How to select the best keywords for your B2B website

In a world of finite resources and constrained budgets, keyword research is a useful starting point to focus your B2B content creation efforts. It helps to ensure that you create relevant content that addresses the issues that matter to your prospects and drive traffic to your site.

First a gentle reminder….

Before I dive into the ‘How to’ I just need to restate the fact that if the search terms that your prospects are googling are NOT on your website, then your website will NOT appear in Google’s organic search results. This means how YOU describe your service or offering is irrelevant. Instead, what your prospective clients call it, and thus what they search for, is key. For example, your ‘CX Learning Burst’ is all well and good but if your prospective clients are looking for a ‘customer experience training course’ your page won’t rank in their search even if what you are offering is exactly what they want.

So, matching your website content to what your prospective customers are searching is key. With this in mind it would make sense to create webpages based on keyword research rather than what you think sounds good.

 

Step 1: Keyword research

Focus list of Keywords

Identify your ‘kernel’ keywords i.e. the ones that broadly define your offering. Put yourself in your prospects’ shoes and think of what words they may use to search for your product or service. If you have multiple offerings go through your website and sub-divide sections into broad topics. Then identify a few ‘kernel’ keywords for each topic. They will be the central tenets of your future keyword infrastructure.

Then see which of your website pages appears for which search term and how many click throughs you are getting to these pages – check Google Console for this information. For each keyword, you can see what the monthly impressions it gets, how many clicks you are getting and what your average position is. From this create a shortlist of keywords you want to focus on and start building website content around these keywords.

So, how else can you find out which keywords your audience are searching for?

A good starting point is in Google Ads, the tools section has the popular Keyword Planner which can help you discover new keywords. Enter your kernel words and hit the Search button and it’ll suggest associated keywords. It gives reliable search volumes i.e. shows how many people are searching for it in an average month plus suggests related keywords, and shows the level of competition in Google Ads for any given keyword. You do need to be running a Google Ads campaign to use Keyword Planner.

Supplement this with Answer the Public a useful free tool which also provides related keywords for any given topic, focusing on questions and prepositions.

And take a look at Autocomplete tools like the ones on Amazon, YouTube or Google. They are useful at providing insight into what people type while searching for info or products and services related to your offering.

Also take a look at the section called “Searches related to…” on Google at the bottom of the page. It can also be useful to find alternative keywords for your list.

Other sources could include your competitors and brainstorming with your key stakeholders

Long-tail keywords

The longer and more specific the keywords are, the higher your chances of ranking for this keyword because there is less competition. Of course, this also means that the search volume for this keyword decreases. Ignore the natural inclination to choose keywords with the highest search volume. These are usually the most competitive so unless you are a market leader with big budgets and a high Domain Authority, you are probably aiming too high.

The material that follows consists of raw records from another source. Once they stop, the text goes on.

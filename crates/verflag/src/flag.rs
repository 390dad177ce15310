// SPDX-FileCopyrightText: Copyright © 2025 VerFlag Developers
//
// SPDX-License-Identifier: MPL-2.0

//! The tri-state `--version` flag and its post-parse check.

use std::{fmt, process::ExitCode, str::FromStr};

use clap::{Arg, ArgMatches, Command};
use thiserror::Error;

use crate::info::Info;

/// Name the flag is registered under, doubling as its help-text value type
pub const FLAG_NAME: &str = "version";

const RAW: &str = "raw";

/// Parsed state of the `--version` flag
#[derive(Debug, Clone, Copy, Default, PartialEq, Eq)]
pub enum VersionValue {
    /// Continue as normal
    #[default]
    False,
    /// Print the human-readable version table
    True,
    /// Print a structural debug dump of the version info
    Raw,
}

impl VersionValue {
    /// Update the value from a raw token.
    ///
    /// `"raw"` selects [`VersionValue::Raw`]; anything else is parsed with
    /// the boolish token set. A failed parse still writes the fallback state
    /// (`False`) before the error is returned, so callers that drop the
    /// error are left with a defined value.
    pub fn set(&mut self, input: &str) -> Result<(), Error> {
        if input == RAW {
            *self = Self::Raw;
            return Ok(());
        }
        let (value, result) = match parse_bool(input) {
            Some(value) => (value, Ok(())),
            None => (false, Err(Error::InvalidBool(input.to_owned()))),
        };
        *self = if value { Self::True } else { Self::False };
        result
    }
}

impl FromStr for VersionValue {
    type Err = Error;

    fn from_str(s: &str) -> Result<Self, Self::Err> {
        let mut value = Self::default();
        value.set(s)?;
        Ok(value)
    }
}

impl fmt::Display for VersionValue {
    fn fmt(&self, f: &mut fmt::Formatter<'_>) -> fmt::Result {
        match self {
            Self::Raw => f.write_str(RAW),
            value => write!(f, "{}", *value == Self::True),
        }
    }
}

/// The boolish token set accepted alongside `"raw"`
fn parse_bool(input: &str) -> Option<bool> {
    const TRUTHY: &[&str] = &["true", "t", "yes", "y", "on", "1"];
    const FALSY: &[&str] = &["false", "f", "no", "n", "off", "0"];

    let token = input.to_ascii_lowercase();
    if TRUTHY.contains(&token.as_str()) {
        Some(true)
    } else if FALSY.contains(&token.as_str()) {
        Some(false)
    } else {
        None
    }
}

#[derive(Debug, Error)]
pub enum Error {
    #[error("invalid boolean value {0:?}")]
    InvalidBool(String),
}

/// Register `--version[=true|false|raw]` on an existing command.
///
/// The bare `--version` form maps to `--version=true`. Registering the same
/// definition on several commands is how multiple command surfaces share one
/// flag; each parse stores its value inside its own [`ArgMatches`].
pub fn add_to_command(command: Command) -> Command {
    command.arg(
        Arg::new(FLAG_NAME)
            .long(FLAG_NAME)
            .value_name(FLAG_NAME)
            .value_parser(VersionValue::from_str)
            .num_args(0..=1)
            .require_equals(true)
            .default_value("false")
            .default_missing_value("true")
            .help("Print version information and quit"),
    )
}

/// Check whether version output was requested and print it.
///
/// Call once, directly after argument parsing and before any other program
/// logic. Returns the exit code the caller should terminate with, or `None`
/// when the program should continue as normal.
pub fn check(matches: &ArgMatches) -> Option<ExitCode> {
    let value = matches
        .try_get_one::<VersionValue>(FLAG_NAME)
        .ok()
        .flatten()
        .copied()
        .unwrap_or_default();
    let report = report(value, &Info::collect())?;
    println!("{report}");
    Some(ExitCode::SUCCESS)
}

/// Render the output requested by `value`, if any
fn report(value: VersionValue, info: &Info) -> Option<String> {
    match value {
        VersionValue::Raw => Some(format!("{info:#?}")),
        VersionValue::True => Some(info.to_string()),
        VersionValue::False => None,
    }
}

#[cfg(test)]
mod tests {
    use clap::Command;

    use super::{add_to_command, check, report, VersionValue, FLAG_NAME};
    use crate::info::Info;

    fn parse(args: &[&str]) -> clap::ArgMatches {
        add_to_command(Command::new("test"))
            .try_get_matches_from(args)
            .expect("parse failure")
    }

    fn flag_value(matches: &clap::ArgMatches) -> VersionValue {
        *matches.get_one::<VersionValue>(FLAG_NAME).expect("missing flag value")
    }

    #[test]
    fn set_raw() {
        let mut value = VersionValue::False;
        value.set("raw").expect("raw is valid");
        assert_eq!(value, VersionValue::Raw);
    }

    #[test]
    fn set_boolish_tokens() {
        for token in ["true", "1", "yes"] {
            let mut value = VersionValue::False;
            value.set(token).expect("truthy token");
            assert_eq!(value, VersionValue::True, "token {token:?}");
        }
        for token in ["false", "0", "no"] {
            let mut value = VersionValue::True;
            value.set(token).expect("falsy token");
            assert_eq!(value, VersionValue::False, "token {token:?}");
        }
    }

    #[test]
    fn set_invalid_errors_and_writes_fallback() {
        let mut value = VersionValue::True;
        let result = value.set("invalid");
        assert!(result.is_err());
        assert_eq!(value, VersionValue::False);
    }

    #[test]
    fn display_forms() {
        assert_eq!(VersionValue::False.to_string(), "false");
        assert_eq!(VersionValue::True.to_string(), "true");
        assert_eq!(VersionValue::Raw.to_string(), "raw");
    }

    #[test]
    fn absent_value_displays_empty() {
        let value: Option<VersionValue> = None;
        let shown = value.map(|v| v.to_string()).unwrap_or_default();
        assert_eq!(shown, "");
    }

    #[test]
    fn absent_flag_is_false() {
        let matches = parse(&["test"]);
        assert_eq!(flag_value(&matches), VersionValue::False);
        assert!(check(&matches).is_none());
    }

    #[test]
    fn bare_flag_is_true() {
        let matches = parse(&["test", "--version"]);
        assert_eq!(flag_value(&matches), VersionValue::True);
    }

    #[test]
    fn explicit_values() {
        assert_eq!(flag_value(&parse(&["test", "--version=true"])), VersionValue::True);
        assert_eq!(flag_value(&parse(&["test", "--version=false"])), VersionValue::False);
        assert_eq!(flag_value(&parse(&["test", "--version=raw"])), VersionValue::Raw);
    }

    #[test]
    fn invalid_value_is_a_usage_error() {
        let result = add_to_command(Command::new("test")).try_get_matches_from(["test", "--version=bogus"]);
        assert!(result.is_err());
    }

    #[test]
    fn unregistered_flag_is_ignored() {
        let matches = Command::new("test")
            .try_get_matches_from(["test"])
            .expect("parse failure");
        assert!(check(&matches).is_none());
    }

    #[test]
    fn report_selects_rendering() {
        let info = Info::collect();
        assert_eq!(report(VersionValue::False, &info), None);
        assert_eq!(report(VersionValue::True, &info), Some(info.to_string()));

        let raw = report(VersionValue::Raw, &info).expect("raw report");
        assert!(raw.starts_with("Info {"));
        assert!(raw.contains("platform:"));
    }
}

Instead focus on ‘key phrases’ or ‘long-tail keywords’ which are longer and more specific than the most popular keywords as they are much easier to rank for. See the Google Keyword Planner tool to assess how competitive a keyword is.

Remember to weed out unsuitable or unwanted keywords during this process i.e. those keywords that are least likely to bring you traffic and conversions. Such as keywords which are not unique to your offering, are too competitive or have very low search volumes.

 

Step 2: Keywords grouping and keyword mapping

Once you have your keyword list you need to group or segment your keywords before you can use them to optimise your content and stand out from the competition.

There will undoubtedly be some overlap in the keywords you want to target. So, group keywords and key phrases into “keyword clusters” before assigning a cluster to a particular page.

There are various criteria to group them you can use; these groupings tend to work for us as B2B marketers.

  • Volume and level of competition
  • Semantics (meanings of words)
  • Search intent (where are they at in the buying cycle i.e. are, they still at the gathering information phase, or are they investigating options, or ready to buy)

User Intent Examples

Once you have segmented your list build a keyword map, so you can assign keywords to specific pages of your site. Thus, ensuring your landing pages rank for right keywords.

Suggest assigning more competitive keywords to ‘stronger’ pages like your homepage or section hubs. Buying or transactional keywords should have landing pages that allow customers and prospects to take action (for example buy, register, subscribe etc).

 

Step 3: Start using keywords on your website

Now that you have created a list of the best B2B Keywords for your website, the fun starts.

Begin by drawing up a content plan. Use your new keyword list to devise a plan that states the aim and objectives of your content creation programme detailing a schedule of when the various elements will be developed and what measurement tools, you will use to track the progress of your new keywords (impressions, click throughs and average position).

Then you can start creating content but remember quality counts. So, invest resources in creating relevant, quality content that will appeal to your prospects and reinforce your expertise, authority, and trustworthiness.

Here are a few content and keyword pointers to get ahead in optimising your website…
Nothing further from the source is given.